ArchiMate only says: Composition is a whole/part relationship that expresses an existence dependency: if a composite is deleted, its parts are (normally) deleted as well.

Nothing prevent an element from being dependent on the existence of multiple other elements: e.g. a Joint Venture no more exist when one or the other of its members disapears. One could says that both companies are composed on the Joint Venture.

And as derivations is also another frequent case, this shouldn't IMHO be considered a validation rule in Archi (and in any other tool FWIW).

toretrondsen commented 3 years ago

Well, I guess we can debate this for ever and it would always be subject for once own's convention... Let me quote Gerben Wierda from Mastering Archimate (p 24 Ed 3.1)

"The composition represents a whole-part relation. It is best to look at the ArchiMate version of this common relation as the relation between a tree (a real one from your garden, not the computational concept) and its branches. A branch is a branch of a single tree and cannot be a branch of multiple trees. If the tree is destroyed, all of its branches are destroyed as well."

So, you can "destroy" Paris but Europe still exists, not the other way around. And to take your last example, It depends! You could "destroy" a joint venture but the companies behind might still exist. Further more I would model this as a collaboration rather than a composition.

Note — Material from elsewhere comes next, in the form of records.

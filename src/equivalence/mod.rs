//! Structural and value comparison of two containers.
//!
//! Two containers are equivalent when they hold the same groups and datasets,
//! the same attributes with the same values, and datasets with the same fields
//! and element values. Storage types and compression are not compared:
//! integers compare numerically across widths, floats by bit pattern and byte
//! strings without their NUL padding.

use std::path::Path;

use log::{info, warn};

pub use report::{EquivalenceReport, Mismatch, Side};

mod report;

use crate::container::{read_tree, Column, ContainerError, DatasetValue, NodeId, Tree};

fn child_path(parent: &str, name: &str) -> String {
    if parent == "/" {
        format!("/{}", name)
    } else {
        format!("{}/{}", parent, name)
    }
}

/// Every difference between two trees, in depth-first order
pub fn compare_trees(first: &Tree, second: &Tree) -> Vec<Mismatch> {
    let mut mismatches = Vec::new();
    compare_node(first, first.root(), second, second.root(), "/", &mut mismatches);
    mismatches
}

fn compare_node(a: &Tree, a_id: NodeId, b: &Tree, b_id: NodeId, path: &str, out: &mut Vec<Mismatch>) {
    compare_attrs(a, a_id, b, b_id, path, out);

    match (a.dataset_by_id(a_id), b.dataset_by_id(b_id)) {
        (Some(x), Some(y)) => compare_values(&x.value, &y.value, path, out),
        (None, None) => {
            for child in a.children(a_id) {
                let name = a.name(child).unwrap_or_default();
                let sub = child_path(path, name);
                match b.child(b_id, name) {
                    Some(other) => compare_node(a, child, b, other, &sub, out),
                    None => out.push(Mismatch::Missing {
                        path: sub,
                        from: Side::Second,
                    }),
                }
            }
            for child in b.children(b_id) {
                let name = b.name(child).unwrap_or_default();
                if a.child(a_id, name).is_none() {
                    out.push(Mismatch::Missing {
                        path: child_path(path, name),
                        from: Side::First,
                    });
                }
            }
        }
        _ => out.push(Mismatch::KindDiffers {
            path: path.to_string(),
        }),
    }
}

fn compare_attrs(a: &Tree, a_id: NodeId, b: &Tree, b_id: NodeId, path: &str, out: &mut Vec<Mismatch>) {
    let (Some(x), Some(y)) = (a.attrs(a_id), b.attrs(b_id)) else {
        return;
    };
    for (name, value) in x.iter() {
        match y.get(name) {
            Some(other) if value.same_value(other) => {}
            Some(other) => out.push(Mismatch::AttributeValue {
                path: path.to_string(),
                name: name.to_string(),
                first: value.to_string(),
                second: other.to_string(),
            }),
            None => out.push(Mismatch::AttributeMissing {
                path: path.to_string(),
                name: name.to_string(),
                from: Side::Second,
            }),
        }
    }
    for name in y.names() {
        if !x.contains(name) {
            out.push(Mismatch::AttributeMissing {
                path: path.to_string(),
                name: name.to_string(),
                from: Side::First,
            });
        }
    }
}

fn compare_values(a: &DatasetValue, b: &DatasetValue, path: &str, out: &mut Vec<Mismatch>) {
    if a.len() != b.len() {
        out.push(Mismatch::Shape {
            path: path.to_string(),
            first: a.len(),
            second: b.len(),
        });
        return;
    }

    if !a.is_compound() && !b.is_compound() {
        compare_columns(&a.fields()[0].column, &b.fields()[0].column, path, None, out);
        return;
    }

    for field in a.fields() {
        let name = field.name.clone().unwrap_or_default();
        match b.field(&name) {
            Some(other) => compare_columns(&field.column, other, path, Some(&name), out),
            None => out.push(Mismatch::FieldMissing {
                path: path.to_string(),
                field: name,
                from: Side::Second,
            }),
        }
    }
    for field in b.fields() {
        let name = field.name.clone().unwrap_or_default();
        if a.field(&name).is_none() {
            out.push(Mismatch::FieldMissing {
                path: path.to_string(),
                field: name,
                from: Side::First,
            });
        }
    }
}

fn compare_columns(a: &Column, b: &Column, path: &str, field: Option<&str>, out: &mut Vec<Mismatch>) {
    for row in 0..a.len().min(b.len()) {
        let (x, y) = (a.get(row), b.get(row));
        if x != y {
            out.push(Mismatch::Element {
                path: path.to_string(),
                field: field.map(str::to_string),
                row,
                first: x.to_string(),
                second: y.to_string(),
            });
        }
    }
}

/// Compare two container files
pub fn check_equivalent(first: &Path, second: &Path) -> Result<EquivalenceReport, ContainerError> {
    info!("Checking {} against {}", first.display(), second.display());
    let a = read_tree(first)?;
    let b = read_tree(second)?;

    let mut report = EquivalenceReport::new(first.display().to_string(), second.display().to_string());
    report.mismatches = compare_trees(&a, &b);
    for mismatch in &report.mismatches {
        warn!("Failure: {}", mismatch);
    }
    Ok(report)
}

#[cfg(test)]
mod tests {
    use super::*;
    use crate::container::{AttrValue, Compression, Dataset};

    fn sample() -> Tree {
        let mut tree = Tree::new();
        tree.create_dataset(
            "/Raw/Reads/Read_1/Signal",
            Dataset::new(DatasetValue::single(Column::I16(vec![1, 2, 3])), Compression::None),
        )
        .unwrap();
        tree.create_dataset(
            "/Analyses/Basecall_1D_000/BaseCalled_template/Events",
            Dataset::new(
                DatasetValue::compound([
                    ("start", Column::F64(vec![10.0, 10.1])),
                    ("move", Column::I64(vec![0, 1])),
                ])
                .unwrap(),
                Compression::None,
            ),
        )
        .unwrap();
        tree.set_attr("/Raw/Reads/Read_1", "read_number", AttrValue::int(1)).unwrap();
        tree
    }

    #[test]
    fn test_identical_trees() {
        assert!(compare_trees(&sample(), &sample()).is_empty());
    }

    #[test]
    fn test_widths_and_compression_ignored() {
        let a = sample();
        let mut b = sample();
        let signal = b.dataset_mut("/Raw/Reads/Read_1/Signal").unwrap();
        signal.value = DatasetValue::single(Column::U8(vec![1, 2, 3]));
        signal.compression = Compression::max();
        b.set_attr("/Raw/Reads/Read_1", "read_number", AttrValue::uint(1)).unwrap();
        assert!(compare_trees(&a, &b).is_empty());
    }

    #[test]
    fn test_missing_nodes_both_ways() {
        let a = sample();
        let mut b = sample();
        b.remove("/Raw").unwrap();
        b.create_group("/Extra").unwrap();
        let mismatches = compare_trees(&a, &b);
        assert_eq!(
            mismatches,
            vec![
                Mismatch::Missing {
                    path: "/Raw".to_string(),
                    from: Side::Second
                },
                Mismatch::Missing {
                    path: "/Extra".to_string(),
                    from: Side::First
                },
            ]
        );
    }

    #[test]
    fn test_element_and_attribute_differences() {
        let a = sample();
        let mut b = sample();
        b.dataset_mut("/Analyses/Basecall_1D_000/BaseCalled_template/Events")
            .unwrap()
            .value = DatasetValue::compound([
            ("start", Column::F64(vec![10.0, 10.2])),
            ("move", Column::I64(vec![0, 1])),
        ])
        .unwrap();
        b.set_attr("/Raw/Reads/Read_1", "read_number", AttrValue::int(2)).unwrap();
        b.set_attr("/Raw/Reads/Read_1", "extra", AttrValue::int(2)).unwrap();

        let mismatches = compare_trees(&a, &b);
        assert_eq!(mismatches.len(), 3);
        assert!(mismatches.iter().any(|m| matches!(m, Mismatch::Element { row: 1, .. })));
        assert!(mismatches.iter().any(|m| matches!(m, Mismatch::AttributeValue { .. })));
        assert!(mismatches.iter().any(|m| matches!(m, Mismatch::AttributeMissing { from: Side::First, .. })));
    }

    #[test]
    fn test_shape_and_fields() {
        let a = sample();
        let mut b = sample();
        b.dataset_mut("/Raw/Reads/Read_1/Signal").unwrap().value =
            DatasetValue::single(Column::I16(vec![1, 2]));
        b.dataset_mut("/Analyses/Basecall_1D_000/BaseCalled_template/Events")
            .unwrap()
            .value = DatasetValue::compound([
            ("start", Column::F64(vec![10.0, 10.1])),
            ("weights", Column::F64(vec![0.5, 0.5])),
        ])
        .unwrap();
        let mismatches = compare_trees(&a, &b);
        assert!(mismatches.contains(&Mismatch::Shape {
            path: "/Raw/Reads/Read_1/Signal".to_string(),
            first: 3,
            second: 2
        }));
        assert_eq!(
            mismatches
                .iter()
                .filter(|m| matches!(m, Mismatch::FieldMissing { .. }))
                .count(),
            2
        );
    }

    #[test]
    fn test_report_rendering() {
        let mut report = EquivalenceReport::new("a.fast5", "b.fast5");
        assert!(report.to_string().contains("Files are equivalent"));
        report.mismatches.push(Mismatch::Missing {
            path: "/Raw".to_string(),
            from: Side::Second,
        });
        let text = report.to_string();
        assert!(text.contains("/Raw missing from file 2"));
        assert!(text.contains("1 mismatches found"));
    }
}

The diagram below illustrates. As you can see It does not make sense.

New ArchiMate View

Phillipus commented 3 years ago

My 2 cents with regard to the original "Request for new rule".

Clearly, there will be disagreement on whether a rule is valid or not. I wish I had not added the Validator at all. :-) Perhaps best to take it out and users can create their own rules with jArchi. 😉

toretrondsen commented 3 years ago

We're using Archi with coArchi and not every submitter do follow conventions, which results in using a lot of time doing manual checking. I will certainly look into jArchi 👍 And the validator is fine, really - do not remove it 😃

jbsarrodie commented 3 years ago

So, you can "destroy" Paris but Europe still exists, not the other way around. And to take your last example, It depends! You could "destroy" a joint venture but the companies behind might still exist.

I never said it would be the way around: "destroy" Europe or France and Paris no more exists

Further more I would model this as a collaboration rather than a composition.

That would be of course another way of modelling it.

The diagram below illustrates. As you can see It does not make sense.

In fact, especially when modelling data, it could. ArchiMate has no notion of classe vs instance. So it would be perfectly valid to use Business Object for classes, and composition for what should be true at instance level. or in your example, nothing says that "A Branch" is not a generic concept (a class) and that "A tree" and "Another tree" are not "instances".

Here's a similar, valid view (assuming Phil and JB are uniq and Arm is, in intent, a class). Phil and I have arms, of course one arm is only mine or his, and If I die my arms die too: image

Let me quote Gerben Wierda from his blog ;-) In his wish list for ArchiMate 3.0 he asked: Allow multi-parent Composition. And inside the Open Group ArchiMate Forum, while working on ArchiMate 3.0, we adreed on this and thus removed the restriction mentioned in ArchiMate 2.1: an object can be part of only one composition..

Well, I guess we can debate this for ever

Of course we could ;-)

and it would always be subject for once own's convention...

Exactly, and that's why I think such strict rule should not be implemented (and also why I do like using jArchi for such "data quality" rules)

jbsarrodie commented 3 years ago

Clearly, there will be disagreement on whether a rule is valid or not. I wish I had not added the Validator at all. :-) Perhaps best to take it out and users can create their own rules with jArchi. 😉

I wonder if it wouldn't be best to have the opportunity, when jArchi is installed, to extend the validator preference so that users can add their own rules (e.g. by pointing to a script file which implement a defined interface taking the object to validate as input and returning a status and a message). This would make it possible to enable custom validation rules and profit from the good Validator UI.